Open source is often presented to businesses as a cheaper alternative.
That framing misses the point.
In open source, free has never meant free of charge. It means free as in speech, not free as in beer. The emphasis is on liberty (libre), not price: the freedom to inspect, modify, share, and shape software to your needs. Cost still exists, but control is the defining principle. This is fundamentally different from freeware, which may cost nothing to use but is often closed, proprietary, and restrictive by design.
I was introduced to open source at university, but my move to intentional use came later. Attending FOSDEM in 2016 was the inflection point. Seeing the scale, maturity, and seriousness of the ecosystem made it clear that open source is not a fringe alternative, but foundational infrastructure.
Today, that foundation underpins much of the technology used across enterprises, governments, and consumer platforms. Open source is no longer experimental. Its adoption is driven by flexibility, speed of innovation, and control over systems rather than simple licence avoidance, a position also reflected in enterprise research published by IBM.
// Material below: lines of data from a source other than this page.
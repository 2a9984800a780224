use std::path::PathBuf;

/// All errors produced by relay-core.
#[derive(Debug, thiserror::Error)]
pub enum RelayError {
    #[error("audio device error: {0}")]
    AudioDevice(String),

    #[error("audio stream error: {0}")]
    AudioStream(String),

    #[error("no default input device found")]
    NoDefaultInputDevice,

    #[error("no default output device found")]
    NoDefaultOutputDevice,

    #[error("backend error ({kind}): {message}")]
    Backend { kind: &'static str, message: String },

    #[error("config error: {0}")]
    Config(String),

    #[error("config file not found: {path}")]
    ConfigNotFound { path: PathBuf },

    #[error("IO error: {0}")]
    Io(#[from] std::io::Error),

    #[error(transparent)]
    Other(#[from] anyhow::Error),
}

pub type Result<T> = std::result::Result<T, RelayError>;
As digital systems become more central to day-to-day operations, this distinction starts to matter in practical ways for growing businesses.
Why Open Source Matters
Most businesses do not set out to build technology for its own sake. Over time, however, digital systems become central to how work is done, data is managed, and services are delivered. As those systems grow in importance, many organisations quietly adapt processes and behaviours to fit the tools they have adopted, rather than questioning whether the tools still fit the business.
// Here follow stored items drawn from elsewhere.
//! Persona catalog and the agent's current persona state, mutable at
//! runtime via the "change persona" voice command.

use std::collections::HashMap;

#[derive(Debug, Clone)]
pub struct Persona {
    pub id: String,
    pub display_name: String,
    pub system_prompt: String,
}

pub trait PersonaCatalog: Send {
    fn get(&self, id: &str) -> Option<Persona>;
    fn default_persona(&self) -> Persona;
    /// List ids in catalog-defined order, for voice-command matching.
    fn ids(&self) -> Vec<String>;
}

/// In-memory catalog loaded from configuration at startup.
pub struct StaticPersonaCatalog {
    personas: HashMap<String, Persona>,
    default_id: String,
    order: Vec<String>,
}

impl StaticPersonaCatalog {
    pub fn new(personas: Vec<Persona>, default_id: String) -> Self {
        let order = personas.iter().map(|p| p.id.clone()).collect();
        let map = personas.into_iter().map(|p| (p.id.clone(), p)).collect();
        Self {
            personas: map,
            default_id,
            order,
        }
    }
}

impl PersonaCatalog for StaticPersonaCatalog {
    fn get(&self, id: &str) -> Option<Persona> {
        self.personas.get(id).cloned()
    }

    fn default_persona(&self) -> Persona {
        self.personas
            .get(&self.default_id)
            .cloned()
            .unwrap_or_else(|| Persona {
                id: "default".to_string(),
                display_name: "Memo".to_string(),
                system_prompt: "You are a helpful radio assistant named Memo.".to_string(),
            })
    }

    fn ids(&self) -> Vec<String> {
        self.order.clone()
    }
}

/// The id reserved for translation mode: the system prompt is constructed
/// dynamically from the requested target language rather than read as-is
/// from the catalog.
pub const TRANSLATOR_PERSONA_ID: &str = "translator";

pub fn translator_system_prompt(target_language: &str) -> String {
    format!(
        "You are a translation assistant. Translate everything the user says \
         into {target_language}. Respond with only the translation, no \
         commentary, and end every reply with \"over.\""
    )
}

/// Runtime-mutable persona selection, separate from the static catalog so
/// a "change persona" command can swap it without touching configuration.
pub struct PersonaState {
    pub current_persona_id: String,
    pub current_display_name: String,
    pub current_system_prompt: String,
}

impl PersonaState {
    pub fn from_persona(persona: Persona) -> Self {
        Self {
            current_persona_id: persona.id,
            current_display_name: persona.display_name,
            current_system_prompt: persona.system_prompt,
        }
    }

    pub fn switch_to(&mut self, persona: Persona) {
        self.current_persona_id = persona.id;
        self.current_display_name = persona.display_name;
        self.current_system_prompt = persona.system_prompt;
    }

    pub fn switch_to_translator(&mut self, target_language: &str) {
        self.current_persona_id = TRANSLATOR_PERSONA_ID.to_string();
        self.current_display_name = format!("Translator ({target_language})");
        self.current_system_prompt = translator_system_prompt(target_language);
    }
}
Open source changes that balance. It allows software to be adapted to how the business actually operates, instead of forcing the organisation to bend around fixed, vendor-defined models. The benefit is not novelty or cost reduction, but closer alignment between systems and real-world operations.
Open Source is in Your Technology
Even without deliberate choice, most organisations already rely on open source.
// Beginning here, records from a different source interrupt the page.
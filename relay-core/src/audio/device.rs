//! Audio device enumeration and microphone-preference heuristics.

use serde::{Deserialize, Serialize};

#[derive(Debug, Clone, Serialize, Deserialize)]
pub struct DeviceInfo {
    pub name: String,
    pub is_default: bool,
    pub is_loopback_like: bool,
    pub is_recommended: bool,
}

const LOOPBACK_KEYWORDS: &[&str] = &[
    "stereo mix",
    "wave out",
    "what u hear",
    "what you hear",
    "loopback",
    "virtual output",
    "monitor of",
    "mixage stereo",
    "mezcla estereo",
    "mix stereo",
    "speakers (",
    "headphones (",
];

const MIC_POSITIVE_KEYWORDS: &[&str] = &[
    "microphone",
    "mic",
    "array",
    "headset",
    "headphone mic",
    "input",
    "line in",
    "usb",
    "radio",
    "handset",
];

pub fn is_loopback_like_name(name: &str) -> bool {
    let lowered = name.trim().to_ascii_lowercase();
    LOOPBACK_KEYWORDS.iter().any(|k| lowered.contains(k))
}

/// Score a device name for likely microphone suitability. Higher is
/// better; loopback-like devices are penalized so they are never picked
/// as the default capture source.
pub fn mic_preference_score(name: &str) -> i32 {
    let lowered = name.trim().to_ascii_lowercase();
    let mut score = 0;
    if !is_loopback_like_name(&lowered) {
        score += 8;
    } else {
        score -= 16;
    }
    if MIC_POSITIVE_KEYWORDS.iter().any(|k| lowered.contains(k)) {
        score += 6;
    }
    if lowered.contains("default") {
        score += 1;
    }
    score
}

#[cfg(feature = "audio-cpal")]
pub fn list_input_devices() -> Vec<DeviceInfo> {
    use cpal::traits::{DeviceTrait, HostTrait};

    let host = cpal::default_host();
    let default_name = host.default_input_device().and_then(|d| d.name().ok());

    match host.input_devices() {
        Ok(devices) => {
            let mut list = devices
                .enumerate()
                .map(|(idx, device)| {
                    let name = device
                        .name()
                        .unwrap_or_else(|_| format!("Input Device {}", idx + 1));
                    let is_default = default_name.as_deref() == Some(name.as_str());
                    let is_loopback_like = is_loopback_like_name(&name);
                    DeviceInfo {
                        name,
                        is_default,
                        is_loopback_like,
                        is_recommended: false,
                    }
                })
                .collect::<Vec<_>>();

            if let Some((idx, _)) = list.iter().enumerate().max_by_key(|(_, d)| {
                mic_preference_score(&d.name) + if d.is_default { 2 } else { 0 }
            }) {
                if let Some(best) = list.get_mut(idx) {
                    best.is_recommended = true;
                }
            }

            list.sort_by_key(|d| {
                (
                    !d.is_recommended,
                    d.is_loopback_like,
                    !d.is_default,
                    d.name.to_ascii_lowercase(),
                )
            });
            list
        }
        Err(_) => Vec::new(),
    }
}

#[cfg(feature = "audio-cpal")]
pub fn list_output_devices() -> Vec<DeviceInfo> {
    use cpal::traits::{DeviceTrait, HostTrait};

    let host = cpal::default_host();
    let default_name = host.default_output_device().and_then(|d| d.name().ok());

    match host.output_devices() {
        Ok(devices) => devices
            .enumerate()
            .map(|(idx, device)| {
                let name = device
                    .name()
                    .unwrap_or_else(|_| format!("Output Device {}", idx + 1));
                let is_default = default_name.as_deref() == Some(name.as_str());
                DeviceInfo {
                    name,
                    is_default,
                    is_loopback_like: false,
                    is_recommended: is_default,
                }
            })
            .collect(),
        Err(_) => Vec::new(),
    }
}

#[cfg(not(feature = "audio-cpal"))]
pub fn list_input_devices() -> Vec<DeviceInfo> {
    Vec::new()
}

#[cfg(not(feature = "audio-cpal"))]
pub fn list_output_devices() -> Vec<DeviceInfo> {
    Vec::new()
}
Modern SaaS platforms routinely embed open source components across operating systems, databases, web servers, encryption, and automation. Open source is not an alternative to enterprise software; it is part of its foundation.
Open source in everyday business software
This is not limited to infrastructure teams.
Widely used tools are open source or built on open source foundations:
- Mozilla Firefox for web browsing
- LibreOffice for documents and spreadsheets
- VLC (VideoLAN) for media playback
On the web, Apache Software Foundation projects and NGINX power a large proportion of the internet. These tools are adopted not because they are free, but because they are stable, adaptable, and well understood.
- How does this process work today, step by step?
- Where’s the friction, duplication, or manual handover?
- What does “better” look like for the people doing the work?
Open source in delivery and operations
Open source also underpins modern system delivery and operations.
At Altrin Systems, this includes:
- Linux-based servers as the default environment
- Version control and collaboration using Git for controlled, reliable changes
- Containerised delivery using Docker
- Virtualisation with Proxmox, a reassessment many organisations made following VMware licensing changes
- Systems monitoring, security, networking, and VPN tools
Used to maintain visibility of system health, secure access, and manage connectivity across environments
Where collaboration and data control are important, we use Nextcloud, which we maintain and govern directly. The benefit is not the tool itself, but the ability to control how it evolves and where data resides.
The Trade-off
Open source is not free.
There are real and unavoidable considerations:
- Maintenance and patching
- Skills and internal capability
- Support and governance
These are planned costs, not hidden ones. Open source shifts responsibility closer to the organisation rather than outsourcing it to a vendor.
Why Choose Open Source
When adopted intentionally and with a long-term view, the benefits compound:
- Licence costs remain predictable
- Roadmaps are not dictated by acquisitions
- Software can evolve alongside business needs
Over time, savings on licensing can be meaningful. More importantly, organisations retain autonomy over systems that are critical to their operation.
A Different Way to Think About Business Software
Open source is not anti-commercial.
It is not second-rate software.
It is not a shortcut.
It is a strategic choice to prioritise control over convenience and long-term autonomy over short-term ease. For SMEs planning to grow without becoming locked into inflexible platforms, that choice is increasingly worth considering.